» **TASK OBJECTIVE**:
Render every entry verbatim.

» **Saved entries**:

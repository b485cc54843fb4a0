use std::marker::PhantomData;
use std::sync::atomic::{AtomicI64, Ordering};

use parking_lot::Mutex;

use crate::doc::{Doc, DocId, Record};
use crate::error::StoreError;
use crate::filter::{Filter, FindOptions};
use crate::store::{apply_update, next_timestamp, sort_docs, DocStore, Docs};
use crate::update::Update;

/// Sled-backed collection: one tree per collection, monotonic
/// `generate_id` keys so iteration order is insertion order, JSON
/// document payloads flushed after every write.
pub struct SledDocStore<T> {
    collection: String,
    db: sled::Db,
    tree: sled::Tree,
    write_lock: Mutex<()>,
    clock: AtomicI64,
    _record: PhantomData<fn() -> T>,
}

impl<T: Record> SledDocStore<T> {
    pub fn open(path: &str, collection: impl Into<String>) -> Result<Self, StoreError> {
        let db = sled::open(path).map_err(|err| StoreError::Backend(err.to_string()))?;
        Self::with_db(db, collection)
    }

    /// Scopes a collection inside an already opened database, so every
    /// concept can share one sled file.
    pub fn with_db(db: sled::Db, collection: impl Into<String>) -> Result<Self, StoreError> {
        let collection = collection.into();
        let tree = db
            .open_tree(collection.as_bytes())
            .map_err(|err| StoreError::Backend(err.to_string()))?;
        let store = Self {
            collection,
            db,
            tree,
            write_lock: Mutex::new(()),
            clock: AtomicI64::new(0),
            _record: PhantomData,
        };
        // Resume the logical clock past anything already persisted so
        // last-modified ordering stays strict across reopen.
        let mut last = 0;
        for (_, doc) in store.load_all()? {
            last = last.max(doc.updated_ms);
        }
        store.clock.store(last, Ordering::Relaxed);
        Ok(store)
    }

    fn load_all(&self) -> Result<Vec<(sled::IVec, Doc<T>)>, StoreError> {
        let mut docs = Vec::new();
        for entry in self.tree.iter() {
            let (key, value) = entry.map_err(|err| StoreError::Backend(err.to_string()))?;
            let doc: Doc<T> = serde_json::from_slice(&value)
                .map_err(|err| StoreError::Serialization(err.to_string()))?;
            docs.push((key, doc));
        }
        Ok(docs)
    }

    fn persist(&self, key: &[u8], doc: &Doc<T>) -> Result<(), StoreError> {
        let payload =
            serde_json::to_vec(doc).map_err(|err| StoreError::Serialization(err.to_string()))?;
        self.tree
            .insert(key, payload)
            .map_err(|err| StoreError::Backend(err.to_string()))?;
        self.tree
            .flush()
            .map_err(|err| StoreError::Backend(err.to_string()))?;
        Ok(())
    }

    fn insert(&self, fields: T) -> Result<DocId, StoreError> {
        let now = next_timestamp(&self.clock);
        let doc = Doc {
            id: DocId::generate(),
            created_ms: now,
            updated_ms: now,
            fields,
        };
        let key = self
            .db
            .generate_id()
            .map_err(|err| StoreError::Backend(err.to_string()))?
            .to_be_bytes();
        self.persist(&key, &doc)?;
        Ok(doc.id)
    }
}

impl<T: Record> DocStore<T> for SledDocStore<T> {
    fn collection(&self) -> &str {
        &self.collection
    }

    fn create_one(&self, fields: T) -> Result<DocId, StoreError> {
        let _guard = self.write_lock.lock();
        self.insert(fields)
    }

    fn create_if_absent(&self, filter: &Filter, fields: T) -> Result<Option<DocId>, StoreError> {
        let _guard = self.write_lock.lock();
        for (_, doc) in self.load_all()? {
            if filter.matches(&doc)? {
                return Ok(None);
            }
        }
        Ok(Some(self.insert(fields)?))
    }

    fn read_one(&self, filter: &Filter, options: FindOptions) -> Result<Option<Doc<T>>, StoreError> {
        let mut matches = self.read_many(filter, options)?;
        Ok(matches.next())
    }

    fn read_many(&self, filter: &Filter, options: FindOptions) -> Result<Docs<T>, StoreError> {
        let mut matches = Vec::new();
        for (_, doc) in self.load_all()? {
            if filter.matches(&doc)? {
                matches.push(doc);
            }
        }
        sort_docs(&mut matches, options.sort);
        Ok(Docs::new(matches))
    }

    fn update_one(&self, filter: &Filter, update: &Update) -> Result<bool, StoreError> {
        let _guard = self.write_lock.lock();
        for (key, mut doc) in self.load_all()? {
            if filter.matches(&doc)? {
                let now = next_timestamp(&self.clock);
                apply_update(&mut doc, update, now)?;
                self.persist(&key, &doc)?;
                return Ok(true);
            }
        }
        Ok(false)
    }

    fn delete_one(&self, filter: &Filter) -> Result<bool, StoreError> {
        let _guard = self.write_lock.lock();
        for (key, doc) in self.load_all()? {
            if filter.matches(&doc)? {
                self.tree
                    .remove(key)
                    .map_err(|err| StoreError::Backend(err.to_string()))?;
                self.tree
                    .flush()
                    .map_err(|err| StoreError::Backend(err.to_string()))?;
                return Ok(true);
            }
        }
        Ok(false)
    }
}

» **EXERCISE RESULT**:
repository b485cc54843fb4a0
use std::marker::PhantomData;
use std::sync::atomic::{AtomicI64, Ordering};

use parking_lot::Mutex;

use crate::doc::{Doc, DocId, Record};
use crate::error::StoreError;
use crate::filter::{Filter, FindOptions};
use crate::store::{apply_update, next_timestamp, sort_docs, DocStore, Docs};
use crate::update::Update;

/// Sled-backed collection: one tree per collection, monotonic
/// `generate_id` keys so iteration order is insertion order, JSON
/// document payloads flushed after every write.
pub struct SledDocStore<T> {
    collection: String,
    db: sled::Db,
    tree: sled::Tree,
    write_lock: Mutex<()>,
    clock: AtomicI64,
    _record: PhantomData<fn() -> T>,
}

impl<T: Record> SledDocStore<T> {
    pub fn open(path: &str, collection: impl Into<String>) -> Result<Self, StoreError> {
        let db = sled::open(path).map_err(|err| StoreError::Backend(err.to_string()))?;
        Self::with_db(db, collection)
    }

    /// Scopes a collection inside an already opened database, so every
    /// concept can share one sled file.
    pub fn with_db(db: sled::Db, collection: impl Into<String>) -> Result<Self, StoreError> {
        let collection = collection.into();
        let tree = db
            .open_tree(collection.as_bytes())
            .map_err(|err| StoreError::Backend(err.to_string()))?;
        let store = Self {
            collection,
            db,
            tree,
            write_lock: Mutex::new(()),
            clock: AtomicI64::new(0),
            _record: PhantomData,
        };
        // Resume the logical clock past anything already persisted so
        // last-modified ordering stays strict across reopen.
        let mut last = 0;
        for (_, doc) in store.load_all()? {
            last = last.max(doc.updated_ms);
        }
        store.clock.store(last, Ordering::Relaxed);
        Ok(store)
    }

    fn load_all(&self) -> Result<Vec<(sled::IVec, Doc<T>)>, StoreError> {
        let mut docs = Vec::new();
        for entry in self.tree.iter() {
            let (key, value) = entry.map_err(|err| StoreError::Backend(err.to_string()))?;
            let doc: Doc<T> = serde_json::from_slice(&value)
                .map_err(|err| StoreError::Serialization(err.to_string()))?;
            docs.push((key, doc));
        }
        Ok(docs)
    }

    fn persist(&self, key: &[u8], doc: &Doc<T>) -> Result<(), StoreError> {
        let payload =
            serde_json::to_vec(doc).map_err(|err| StoreError::Serialization(err.to_string()))?;
        self.tree
            .insert(key, payload)
            .map_err(|err| StoreError::Backend(err.to_string()))?;
        self.tree
            .flush()
            .map_err(|err| StoreError::Backend(err.to_string()))?;
        Ok(())
    }

    fn insert(&self, fields: T) -> Result<DocId, StoreError> {
        let now = next_timestamp(&self.clock);
        let doc = Doc {
            id: DocId::generate(),
            created_ms: now,
            updated_ms: now,
            fields,
        };
        let key = self
            .db
            .generate_id()
            .map_err(|err| StoreError::Backend(err.to_string()))?
            .to_be_bytes();
        self.persist(&key, &doc)?;
        Ok(doc.id)
    }
}

impl<T: Record> DocStore<T> for SledDocStore<T> {
    fn collection(&self) -> &str {
        &self.collection
    }

    fn create_one(&self, fields: T) -> Result<DocId, StoreError> {
        let _guard = self.write_lock.lock();
        self.insert(fields)
    }

    fn create_if_absent(&self, filter: &Filter, fields: T) -> Result<Option<DocId>, StoreError> {
        let _guard = self.write_lock.lock();
        for (_, doc) in self.load_all()? {
            if filter.matches(&doc)? {
                return Ok(None);
            }
        }
        Ok(Some(self.insert(fields)?))
    }

    fn read_one(&self, filter: &Filter, options: FindOptions) -> Result<Option<Doc<T>>, StoreError> {
        let mut matches = self.read_many(filter, options)?;
        Ok(matches.next())
    }

    fn read_many(&self, filter: &Filter, options: FindOptions) -> Result<Docs<T>, StoreError> {
        let mut matches = Vec::new();
        for (_, doc) in self.load_all()? {
            if filter.matches(&doc)? {
                matches.push(doc);
            }
        }
        sort_docs(&mut matches, options.sort);
        Ok(Docs::new(matches))
    }

    fn update_one(&self, filter: &Filter, update: &Update) -> Result<bool, StoreError> {
        let _guard = self.write_lock.lock();
        for (key, mut doc) in self.load_all()? {
            if filter.matches(&doc)? {
                let now = next_timestamp(&self.clock);
                apply_update(&mut doc, update, now)?;
                self.persist(&key, &doc)?;
                return Ok(true);
            }
        }
        Ok(false)
    }

    fn delete_one(&self, filter: &Filter) -> Result<bool, StoreError> {
        let _guard = self.write_lock.lock();
        for (key, doc) in self.load_all()? {
            if filter.matches(&doc)? {
                self.tree
                    .remove(key)
                    .map_err(|err| StoreError::Backend(err.to_string()))?;
                self.tree
                    .flush()
                    .map_err(|err| StoreError::Backend(err.to_string()))?;
                return Ok(true);
            }
        }
        Ok(false)
    }
}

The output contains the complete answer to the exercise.